Listed records section start

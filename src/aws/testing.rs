// src/aws/testing.rs

//! In-memory cloud used by unit tests.
//!
//! Queues keep their messages until they are deleted, so a failed run
//! leaves the batch in place the way SQS does once the visibility timeout
//! expires. Every call is appended to `calls()` as `operation:target`.

use async_trait::async_trait;
use std::collections::{BTreeMap, BTreeSet};
use std::sync::Mutex;

use crate::aws::{
    DeleteEntry, IdentityApi, MessageAttribute, QueueApi, QueueMessage, SecretApi, SecretPayload,
    Subscription, TopicApi,
};
use crate::error::{CloudError, CloudResult};

pub const REGION: &str = "us-east-1";
pub const ACCOUNT: &str = "000000000000";

#[derive(Debug, Default)]
pub struct FakeQueue {
    pub attributes: BTreeMap<String, String>,
    pub messages: Vec<QueueMessage>,
}

#[derive(Debug, Clone, PartialEq, Eq)]
pub struct Published {
    pub topic_arn: String,
    pub message: String,
    pub attributes: BTreeMap<String, MessageAttribute>,
}

#[derive(Debug, Default)]
struct State {
    queues: BTreeMap<String, FakeQueue>,
    topics: BTreeSet<String>,
    subscriptions: Vec<Subscription>,
    secrets: BTreeMap<String, SecretPayload>,
    published: Vec<Published>,
    calls: Vec<String>,
    failing: BTreeSet<&'static str>,
    next_id: u64,
}

#[derive(Debug, Default)]
pub struct FakeCloud {
    state: Mutex<State>,
}

fn url_for(queue_name: &str) -> String {
    format!("http://localhost:4566/{}/{}", ACCOUNT, queue_name)
}

fn name_from_url(queue_url: &str) -> String {
    queue_url.rsplit('/').next().unwrap_or_default().to_string()
}

impl FakeCloud {
    pub fn new() -> Self {
        Self::default()
    }

    pub fn with_queue(self, name: &str) -> Self {
        self.state
            .lock()
            .unwrap()
            .queues
            .insert(name.to_string(), FakeQueue::default());
        self
    }

    pub fn with_secret(self, name: &str, value: SecretPayload) -> Self {
        self.state
            .lock()
            .unwrap()
            .secrets
            .insert(name.to_string(), value);
        self
    }

    pub fn with_subscription(self, topic: &str, queue: &str) -> Self {
        {
            let mut state = self.state.lock().unwrap();
            let n = state.subscriptions.len();
            state.subscriptions.push(Subscription {
                subscription_arn: format!("arn:aws:sns:{REGION}:{ACCOUNT}:{topic}:sub-{n}"),
                topic_arn: format!("arn:aws:sns:{REGION}:{ACCOUNT}:{topic}"),
                endpoint: format!("arn:aws:sqs:{REGION}:{ACCOUNT}:{queue}"),
            });
        }
        self
    }

    /// Make every call of `operation` fail with a service error.
    pub fn failing(self, operation: &'static str) -> Self {
        self.state.lock().unwrap().failing.insert(operation);
        self
    }

    pub fn enqueue(&self, queue_name: &str, body: &str) {
        let mut state = self.state.lock().unwrap();
        state.next_id += 1;
        let id = state.next_id;
        state
            .queues
            .get_mut(queue_name)
            .expect("queue must exist before enqueueing")
            .messages
            .push(QueueMessage {
                message_id: format!("msg-{id}"),
                receipt_handle: format!("rh-{id}"),
                body: body.to_string(),
                md5_of_body: format!("md5-{id}"),
            });
    }

    pub fn messages(&self, queue_name: &str) -> Vec<QueueMessage> {
        self.state
            .lock()
            .unwrap()
            .queues
            .get(queue_name)
            .map(|q| q.messages.clone())
            .unwrap_or_default()
    }

    pub fn queue_attributes(&self, queue_name: &str) -> Option<BTreeMap<String, String>> {
        self.state
            .lock()
            .unwrap()
            .queues
            .get(queue_name)
            .map(|q| q.attributes.clone())
    }

    pub fn secret(&self, name: &str) -> Option<SecretPayload> {
        self.state.lock().unwrap().secrets.get(name).cloned()
    }

    pub fn subscriptions(&self) -> Vec<Subscription> {
        self.state.lock().unwrap().subscriptions.clone()
    }

    pub fn published(&self) -> Vec<Published> {
        self.state.lock().unwrap().published.clone()
    }

    pub fn calls(&self) -> Vec<String> {
        self.state.lock().unwrap().calls.clone()
    }

    /// Calls whose operation part equals `operation`.
    pub fn calls_to(&self, operation: &str) -> Vec<String> {
        self.calls()
            .into_iter()
            .filter(|c| c.split(':').next() == Some(operation))
            .collect()
    }

    fn record(&self, operation: &'static str, target: &str) -> CloudResult<std::sync::MutexGuard<'_, State>> {
        let mut state = self.state.lock().unwrap();
        state.calls.push(format!("{operation}:{target}"));
        if state.failing.contains(operation) {
            return Err(CloudError::service(operation, "injected failure"));
        }
        Ok(state)
    }
}

#[async_trait]
impl QueueApi for FakeCloud {
    async fn queue_url(&self, queue_name: &str) -> CloudResult<String> {
        let state = self.record("get_queue_url", queue_name)?;
        if state.queues.contains_key(queue_name) {
            Ok(url_for(queue_name))
        } else {
            Err(CloudError::not_found("Queue", queue_name))
        }
    }

    async fn queue_arn(&self, queue_url: &str) -> CloudResult<String> {
        let name = name_from_url(queue_url);
        let _state = self.record("get_queue_arn", &name)?;
        Ok(format!("arn:aws:sqs:{REGION}:{ACCOUNT}:{name}"))
    }

    async fn create_queue(
        &self,
        queue_name: &str,
        attributes: &BTreeMap<String, String>,
    ) -> CloudResult<String> {
        let mut state = self.record("create_queue", queue_name)?;
        state.queues.insert(
            queue_name.to_string(),
            FakeQueue {
                attributes: attributes.clone(),
                messages: Vec::new(),
            },
        );
        Ok(url_for(queue_name))
    }

    async fn set_queue_attributes(
        &self,
        queue_url: &str,
        attributes: &BTreeMap<String, String>,
    ) -> CloudResult<()> {
        let name = name_from_url(queue_url);
        let mut state = self.record("set_queue_attributes", &name)?;
        let queue = state
            .queues
            .get_mut(&name)
            .ok_or_else(|| CloudError::not_found("Queue", &name))?;
        queue.attributes.extend(attributes.clone());
        Ok(())
    }

    async fn send_message(&self, queue_url: &str, body: &str) -> CloudResult<()> {
        let name = name_from_url(queue_url);
        drop(self.record("send_message", &name)?);
        self.enqueue(&name, body);
        Ok(())
    }

    async fn receive_messages(
        &self,
        queue_url: &str,
        max_messages: u32,
        _wait_seconds: u32,
    ) -> CloudResult<Vec<QueueMessage>> {
        let name = name_from_url(queue_url);
        let state = self.record("receive_message", &name)?;
        let queue = state
            .queues
            .get(&name)
            .ok_or_else(|| CloudError::not_found("Queue", &name))?;
        Ok(queue
            .messages
            .iter()
            .take(max_messages as usize)
            .cloned()
            .collect())
    }

    async fn delete_messages(&self, queue_url: &str, entries: &[DeleteEntry]) -> CloudResult<()> {
        let name = name_from_url(queue_url);
        let mut state = self.record("delete_message_batch", &name)?;
        let queue = state
            .queues
            .get_mut(&name)
            .ok_or_else(|| CloudError::not_found("Queue", &name))?;
        queue.messages.retain(|m| {
            !entries
                .iter()
                .any(|e| e.id == m.message_id && e.receipt_handle == m.receipt_handle)
        });
        Ok(())
    }

    async fn purge_queue(&self, queue_url: &str) -> CloudResult<()> {
        let name = name_from_url(queue_url);
        let mut state = self.record("purge_queue", &name)?;
        if let Some(queue) = state.queues.get_mut(&name) {
            queue.messages.clear();
        }
        Ok(())
    }
}

#[async_trait]
impl TopicApi for FakeCloud {
    async fn create_topic(&self, topic_name: &str) -> CloudResult<String> {
        let mut state = self.record("create_topic", topic_name)?;
        state.topics.insert(topic_name.to_string());
        Ok(format!("arn:aws:sns:{REGION}:{ACCOUNT}:{topic_name}"))
    }

    async fn list_subscriptions(&self) -> CloudResult<Vec<Subscription>> {
        let state = self.record("list_subscriptions", "*")?;
        Ok(state.subscriptions.clone())
    }

    async fn unsubscribe(&self, subscription_arn: &str) -> CloudResult<()> {
        let mut state = self.record("unsubscribe", subscription_arn)?;
        state
            .subscriptions
            .retain(|s| s.subscription_arn != subscription_arn);
        Ok(())
    }

    async fn subscribe(
        &self,
        topic_arn: &str,
        protocol: &str,
        endpoint: &str,
        attributes: &BTreeMap<String, String>,
    ) -> CloudResult<()> {
        let mut state = self.record("subscribe", topic_arn)?;
        let n = state.subscriptions.len();
        state.subscriptions.push(Subscription {
            subscription_arn: format!("{topic_arn}:{protocol}-{n}"),
            topic_arn: topic_arn.to_string(),
            endpoint: endpoint.to_string(),
        });
        // attributes are checked through the call log
        let rendered = serde_json::to_string(attributes).unwrap();
        state.calls.push(format!("subscribe_attributes:{endpoint}={rendered}"));
        Ok(())
    }

    async fn publish(
        &self,
        topic_arn: &str,
        message: &str,
        attributes: &BTreeMap<String, MessageAttribute>,
    ) -> CloudResult<()> {
        let mut state = self.record("publish", topic_arn)?;
        state.published.push(Published {
            topic_arn: topic_arn.to_string(),
            message: message.to_string(),
            attributes: attributes.clone(),
        });
        Ok(())
    }
}

#[async_trait]
impl SecretApi for FakeCloud {
    async fn describe_secret(&self, name: &str) -> CloudResult<()> {
        let state = self.record("describe_secret", name)?;
        if state.secrets.contains_key(name) {
            Ok(())
        } else {
            Err(CloudError::not_found("Secret", name))
        }
    }

    async fn put_secret_value(&self, name: &str, value: &SecretPayload) -> CloudResult<()> {
        let mut state = self.record("put_secret_value", name)?;
        state.secrets.insert(name.to_string(), value.clone());
        Ok(())
    }

    async fn create_secret(&self, name: &str, value: &SecretPayload) -> CloudResult<()> {
        let mut state = self.record("create_secret", name)?;
        state.secrets.insert(name.to_string(), value.clone());
        Ok(())
    }
}

#[async_trait]
impl IdentityApi for FakeCloud {
    async fn account_id(&self) -> CloudResult<String> {
        let _state = self.record("get_caller_identity", "*")?;
        Ok(ACCOUNT.to_string())
    }

    async fn region(&self) -> CloudResult<String> {
        Ok(REGION.to_string())
    }
}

Listed records section end

What needs to be done:
Among the lines above, which ones hold the string "cloned"? Show them.

Your solution:
        self.state.lock().unwrap().secrets.get(name).cloned()
            .cloned()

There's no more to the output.